• **Task objective**
After repeating the line containing "use crate::mesh::MeshData;", stop; until then, repeat each line of the listing below exactly, starting with the first.

• **Supplied information**
──────

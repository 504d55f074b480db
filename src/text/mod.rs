//! 3D text from typeface JSON fonts.
//!
//! Fonts are loaded off the render thread: [`TextLoader::spawn`] parses the
//! font and builds the mesh on a worker thread, and the render loop picks the
//! result up with [`TextLoader::poll`] whenever it is ready. The scene keeps
//! animating while the text is still on its way.

pub mod font;
pub mod geometry;
pub mod triangulate;

pub use font::{Contour, Glyph, PathCommand, Typeface};
pub use geometry::{extrude_shape, text_mesh, Bevel, TextStyle};
pub use triangulate::{group_contours, triangulate, Shape};

use std::path::{Path, PathBuf};
use std::sync::mpsc::{self, Receiver, TryRecvError};
use std::thread;

use tracing::{debug, warn};

use crate::error::FontError;
use crate::mesh::MeshData;

/// Load a font file and build the mesh for `text`.
pub fn load_text_mesh(path: &Path, text: &str, style: &TextStyle) -> Result<MeshData, FontError> {
    let font = Typeface::from_file(path)?;
    debug!("Loaded font {} ({} glyphs)", font.family_name, font.glyphs.len());
    text_mesh(&font, text, style)
}

/// Handle to a text mesh being built in the background.
pub struct TextLoader {
    receiver: Option<Receiver<Result<MeshData, FontError>>>,
}

impl TextLoader {
    pub fn spawn(path: PathBuf, text: String, style: TextStyle) -> Self {
        let (sender, receiver) = mpsc::channel();
        let spawned = thread::Builder::new()
            .name("text-loader".into())
            .spawn(move || {
                let result = load_text_mesh(&path, &text, &style);
                // receiver gone means the scene was torn down first
                let _ = sender.send(result);
            });

        match spawned {
            Ok(_) => Self {
                receiver: Some(receiver),
            },
            Err(e) => {
                warn!("Failed to start text loader thread: {}", e);
                Self { receiver: None }
            }
        }
    }

    /// The finished mesh, exactly once. Returns `None` while loading and
    /// after the result has been taken.
    pub fn poll(&mut self) -> Option<Result<MeshData, FontError>> {
        let receiver = self.receiver.as_ref()?;
        match receiver.try_recv() {
            Ok(result) => {
                self.receiver = None;
                Some(result)
            }
            Err(TryRecvError::Empty) => None,
            Err(TryRecvError::Disconnected) => {
                warn!("Text loader exited without a result");
                self.receiver = None;
                None
            }
        }
    }

    /// Whether a result is still expected.
    pub fn is_pending(&self) -> bool {
        self.receiver.is_some()
    }
}

#[cfg(test)]
mod tests {
    use super::*;
    use std::time::{Duration, Instant};

    fn wait(loader: &mut TextLoader) -> Result<MeshData, FontError> {
        let start = Instant::now();
        loop {
            if let Some(result) = loader.poll() {
                return result;
            }
            assert!(start.elapsed() < Duration::from_secs(10), "loader timed out");
            thread::sleep(Duration::from_millis(5));
        }
    }

    #[test]
    fn test_loader_delivers_mesh_once() {
        let path = std::env::temp_dir().join(format!("driftfield-font-{}.json", std::process::id()));
        std::fs::write(&path, font::TEST_FONT).unwrap();

        let mut loader = TextLoader::spawn(path.clone(), "lo".into(), TextStyle::default());
        let mesh = wait(&mut loader).unwrap();
        assert!(mesh.triangle_count() > 0);
        assert!(!loader.is_pending());
        assert!(loader.poll().is_none());

        std::fs::remove_file(path).ok();
    }

    #[test]
    fn test_loader_reports_missing_font() {
        let mut loader = TextLoader::spawn(
            PathBuf::from("/definitely/not/a/font.json"),
            "hi".into(),
            TextStyle::default(),
        );
        assert!(matches!(wait(&mut loader), Err(FontError::Io(_))));
    }
}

──────

• **Response area**
repository 504d55f074b480db
filename src/text/mod.rs
//! 3D text from typeface JSON fonts.
//!
//! Fonts are loaded off the render thread: [`TextLoader::spawn`] parses the
//! font and builds the mesh on a worker thread, and the render loop picks the
//! result up with [`TextLoader::poll`] whenever it is ready. The scene keeps
//! animating while the text is still on its way.

pub mod font;
pub mod geometry;
pub mod triangulate;

pub use font::{Contour, Glyph, PathCommand, Typeface};
pub use geometry::{extrude_shape, text_mesh, Bevel, TextStyle};
pub use triangulate::{group_contours, triangulate, Shape};

use std::path::{Path, PathBuf};
use std::sync::mpsc::{self, Receiver, TryRecvError};
use std::thread;

use tracing::{debug, warn};

use crate::error::FontError;
use crate::mesh::MeshData;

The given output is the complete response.